There too the municipality, in cooperation with PAWS, can play an important role. Look at the success of the Aegean Wildlife Hospital Alkyoni in Paros, which rehabilitates mostly migrant birds. They have had considerable influence on the behaviour of young people through their campaigns in schools, so that young boys do not kill birds for fun like they used to in previous generations.

What more should PAWS be doing?
People in Paros know PAWS mostly for taking on cases of abandoned dogs. PAWS needs to start working with the local municipality to produce leaflets, mount educational campaigns, and communicate with the population so as to persuade them to abide by animal welfare laws. PAWS is very important for Paros and it needs to be better supported financially.

PAWS President, Nicolas Stephanou responds:
I agree completely with my friend Nikos Tsigonias that it is essential that the municipality create a dog shelter with the collaboration of PAWS. In fact this has been a priority goal for PAWS since its inception ten years ago. However, experience has shown that municipal shelters do not resolve the problem of stray animals.

Current legislation stipulates that stray dogs be taken to the shelter to be sterilized, vaccinated and registered and unless they can be rehomed in a timely manner, that they should then be returned to where they were found. In this case stray animals do not have a life expectancy of more than a couple of years. Dogs need homes, and that is why PAWS has instituted the rehoming programme without borders. However this has been hampered by the government issuing warnings about dog-traffickers who allegedly export animals for medical experiments to other European countries – accusations that are completely without foundation. 

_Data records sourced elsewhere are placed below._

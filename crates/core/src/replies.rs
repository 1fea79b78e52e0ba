use crate::models::{GeneralQueryFailure, PlaceRecord, Recommendation, SearchOrigin};

pub const GREETING: &str =
    "¡Hola! ¿En qué puedo ayudarte hoy con información turística sobre la Ciudad de México?";
pub const FAREWELL: &str = "Gracias por usar Tip Trip. ¡Espero que tengas un excelente día! 😊";
pub const IRRELEVANT: &str = "Lo siento, no estoy seguro de haber entendido tu pregunta. Recuerda que estoy aquí para proporcionarte información sobre turismo en la Ciudad de México. ¡No dudes en intentarlo de nuevo!";
pub const UNKNOWN: &str =
    "Lo siento, no pude entender tu intención. Por favor, intenta formular tu pregunta de otra manera.";
pub const UNAVAILABLE: &str =
    "Lo siento, por el momento no puedo ayudarte. Por favor, intenta de nuevo más tarde.";
pub const USER_LOCATION_UNAVAILABLE: &str = "No se pudo obtener la ubicación del usuario.";
pub const INVALID_RADIUS: &str = "Por favor, ingresa un radio de búsqueda entre 1 y 15 kilómetros.";
pub const CATEGORY_CLARIFICATION: &str = "Lo siento, no pude determinar la categoría de sitio que te interesa. Por favor, especifica una categoría como 'Museo', 'Monumento', 'Centro cultural', etc.";
pub const NO_INFORMATION: &str = "Lo siento, no tengo información específica sobre ese tema, pero puedo recomendarte lugares turísticos en la Ciudad de México.";
pub const REFERENCE_CLARIFICATION: &str = "Por favor, especifica un lugar de referencia.";

pub fn apology(failure: GeneralQueryFailure) -> &'static str {
    match failure {
        GeneralQueryFailure::Connectivity => "Lo siento, hubo un problema de conexión con el servidor. Por favor, intenta de nuevo en unos momentos.",
        GeneralQueryFailure::MalformedResponse => "Lo siento, no entendí completamente tu pregunta. ¿Podrías formularla de otra manera?",
        GeneralQueryFailure::EmptyDataset => "Lo siento, parece que hubo un problema al procesar los datos. Intenta preguntar nuevamente.",
        GeneralQueryFailure::Unclassified => "Lo siento, ocurrió un error inesperado. Por favor, intenta de nuevo.",
    }
}

pub fn place_location_unavailable(place_name: &str) -> String {
    format!("No pude encontrar la ubicación de {place_name}.")
}

pub fn no_places_found(category: Option<&str>) -> String {
    match category {
        Some(category) => format!(
            "Lo siento, no encontré sitios de la categoría '{category}' en el radio especificado."
        ),
        None => "Lo siento, no encontré sitios turísticos en el radio especificado.".to_string(),
    }
}

/// Renders a non-empty recommendation list. `details` resolves a place name to its record;
/// category searches append rating and description when available.
pub fn render_recommendations<'a>(
    origin: &SearchOrigin,
    category: Option<&str>,
    places: &[Recommendation],
    details: impl Fn(&str) -> Option<&'a PlaceRecord>,
) -> String {
    let mut text = match (origin, category) {
        (SearchOrigin::User { .. }, Some(category)) => format!(
            "Te recomiendo los siguientes lugares de la categoría '{category}' cercanos a tu ubicación:\n"
        ),
        (SearchOrigin::User { .. }, None) => {
            "Te recomiendo los siguientes lugares cercanos a tu ubicación:\n".to_string()
        }
        (SearchOrigin::ReferencePlace { name }, _) => {
            format!("Te recomiendo los siguientes lugares cercanos a {name}:\n")
        }
    };

    for place in places {
        text.push_str(&format!("- {} a {:.2} km\n", place.place_name, place.distance_km));

        if category.is_none() {
            continue;
        }
        if let Some(record) = details(&place.place_name) {
            if let Some(rating) = record.punctuation {
                text.push_str(&format!("  Calificación: {rating:.1}\n"));
            }
            let description = record.description.trim();
            if !description.is_empty() {
                text.push_str(&format!("  {description}\n"));
            }
        }
    }

    text
}
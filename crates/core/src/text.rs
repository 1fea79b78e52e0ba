use unicode_normalization::UnicodeNormalization;

/// Lower-cases and strips diacritics. Characters without an ASCII base form are dropped.
pub fn normalize_text(input: &str) -> String {
    input
        .to_lowercase()
        .nfd()
        .filter(char::is_ascii)
        .collect()
}

pub fn collapse_whitespace(input: &str) -> String {
    input.split_whitespace().collect::<Vec<_>>().join(" ")
}
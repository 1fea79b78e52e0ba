use serde::{Deserialize, Serialize};

pub const MIN_RADIUS_KM: i64 = 1;
pub const MAX_RADIUS_KM: i64 = 15;
pub const DEFAULT_RADIUS_KM: i64 = 7;

/// Closed vocabulary the category resolver may answer with.
pub const CATEGORIES: &[&str] = &[
    "Museo",
    "Monumento",
    "Centro cultural",
    "Zona arqueológica",
    "Iglesia",
    "Jardín",
    "Escultura",
    "Mural",
    "Arquitectura",
    "Planetario",
    "Galería",
    "Teatro",
];

#[derive(Debug, Clone, Copy, PartialEq, Serialize, Deserialize)]
pub struct GeoPoint {
    pub latitude: f64,
    pub longitude: f64,
}

impl GeoPoint {
    pub fn new(latitude: f64, longitude: f64) -> Self {
        Self {
            latitude,
            longitude,
        }
    }

    pub fn is_valid(&self) -> bool {
        self.latitude.is_finite()
            && self.longitude.is_finite()
            && (-90.0..=90.0).contains(&self.latitude)
            && (-180.0..=180.0).contains(&self.longitude)
    }
}

#[derive(Debug, Clone, PartialEq, Serialize, Deserialize)]
pub struct PlaceRecord {
    pub name: String,
    pub classification: String,
    pub latitude: Option<f64>,
    pub longitude: Option<f64>,
    pub description: String,
    pub punctuation: Option<f64>,
}

impl PlaceRecord {
    /// `None` for unmapped places; those never take part in distance operations.
    pub fn coordinates(&self) -> Option<GeoPoint> {
        match (self.latitude, self.longitude) {
            (Some(latitude), Some(longitude)) => Some(GeoPoint::new(latitude, longitude)),
            _ => None,
        }
    }
}

#[derive(Debug, Clone, Copy, PartialEq, Eq, Hash, Serialize, Deserialize)]
#[serde(rename_all = "snake_case")]
pub enum Intent {
    Greeting,
    Farewell,
    Nearby,
    NearbyCategory,
    ReferencePlace,
    GeneralInfo,
    Irrelevant,
    Unknown,
}

impl Intent {
    pub const ALL: [Intent; 8] = [
        Intent::Greeting,
        Intent::Farewell,
        Intent::Nearby,
        Intent::NearbyCategory,
        Intent::ReferencePlace,
        Intent::GeneralInfo,
        Intent::Irrelevant,
        Intent::Unknown,
    ];

    /// Maps an oracle label onto the closed intent set. Only surrounding whitespace and
    /// case are ignored; anything else unrecognised is `Unknown`.
    pub fn from_label(label: &str) -> Self {
        let trimmed = label.trim().to_lowercase();

        match trimmed.as_str() {
            "saludo" => Self::Greeting,
            "despedida" => Self::Farewell,
            "ubicacion" => Self::Nearby,
            "ubicacion_cercana" => Self::NearbyCategory,
            "lugares_referencia" => Self::ReferencePlace,
            "informacion_general" => Self::GeneralInfo,
            "irrelevante" => Self::Irrelevant,
            _ => Self::Unknown,
        }
    }

    /// Label the oracle is instructed to answer with.
    pub fn label(self) -> &'static str {
        match self {
            Self::Greeting => "saludo",
            Self::Farewell => "despedida",
            Self::Nearby => "ubicacion",
            Self::NearbyCategory => "ubicacion_cercana",
            Self::ReferencePlace => "lugares_referencia",
            Self::GeneralInfo => "informacion_general",
            Self::Irrelevant => "irrelevante",
            Self::Unknown => "desconocido",
        }
    }
}

#[derive(Debug, Clone, PartialEq, Serialize, Deserialize)]
pub struct Recommendation {
    pub place_name: String,
    pub distance_km: f64,
}

/// Ascending by distance, ties in catalog order.
pub type RecommendationResult = Vec<Recommendation>;

#[derive(Debug, Clone, PartialEq, Serialize, Deserialize)]
#[serde(tag = "kind", rename_all = "snake_case")]
pub enum SearchOrigin {
    User { user_id: i64 },
    ReferencePlace { name: String },
}

#[derive(Debug, Clone, Copy, PartialEq, Eq, Serialize, Deserialize)]
#[serde(rename_all = "snake_case")]
pub enum ResolutionFailure {
    Category,
    ReferencePlace,
}

#[derive(Debug, Clone, Copy, PartialEq, Eq, Serialize, Deserialize)]
#[serde(rename_all = "snake_case")]
pub enum GeneralQueryFailure {
    Connectivity,
    MalformedResponse,
    EmptyDataset,
    Unclassified,
}

#[derive(Debug, Clone, PartialEq, Serialize, Deserialize)]
#[serde(tag = "kind", rename_all = "snake_case")]
pub enum ReplyOutcome {
    Canned,
    Recommendations {
        origin: SearchOrigin,
        category: Option<String>,
        radius_km: f64,
        places: RecommendationResult,
    },
    Clarification {
        reason: ResolutionFailure,
    },
    LocationUnavailable {
        place: Option<String>,
    },
    InvalidRadius {
        radius_km: i64,
    },
    Generated,
    NoInformation,
    Apology {
        failure: GeneralQueryFailure,
    },
    Unavailable,
}

#[derive(Debug, Clone, PartialEq, Serialize, Deserialize)]
pub struct AgentReply {
    pub reply_text: String,
    pub intent: Option<Intent>,
    pub outcome: ReplyOutcome,
}

impl AgentReply {
    pub fn new(intent: Option<Intent>, outcome: ReplyOutcome, reply_text: impl Into<String>) -> Self {
        Self {
            reply_text: reply_text.into(),
            intent,
            outcome,
        }
    }
}

impl std::fmt::Display for AgentReply {
    fn fmt(&self, f: &mut std::fmt::Formatter<'_>) -> std::fmt::Result {
        f.write_str(&self.reply_text)
    }
}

At the same time, the state does not seem concerned with, nor tries to regulate, the importation to Greece of about 200,000 dogs each year from countries with a very poor record in breeding such as Hungary and the hideous trading by the pet shops that distribute them.

I also agree with Mr Tsigonias when he says that in the past, when people suffered, their animal suffered. However, people do not suffer from such poverty these days on Paros and there is no excuse nowadays for keeping a dog on a chain for life, allowing overpopulated communities of cats to survive with diseases, immobilizing cattle, goats and sheep by tying them up and leaving them without any shade, and abandoning and poisoning dogs or cats and their litters.

As a result of these practices, Greece experiences a serious problem with its image – all the more so in cosmopolitan places such as Paros – where it degrades the quality of life, spoils the holidays of many (who vow never to return), and projects the worst possible example of local and Greek civilization.

Everyone knows that to solve a problem it’s necessary to acknowledge it first. That has to be the starting point for the local authorities - the veterinary services, the municipalities and all other relevant parties – to acknowledge the necessity of animal welfare related services.

Until that happens, non-profit organizations such as PAWS remain virtually unaided in their task. The agro-veterinary officials are probably the most influential persons vis-à-vis the farmers and other animal owners and we absolutely need them to join forces with the municipalities and the animal welfare societies to help in the education of animal owners. Just as Mr Tsigonias suggests, we all need to begin to work together to address the terrible deficit in animal welfare which afflicts the whole country. Our combined efforts really could resolve the situation in just a few years.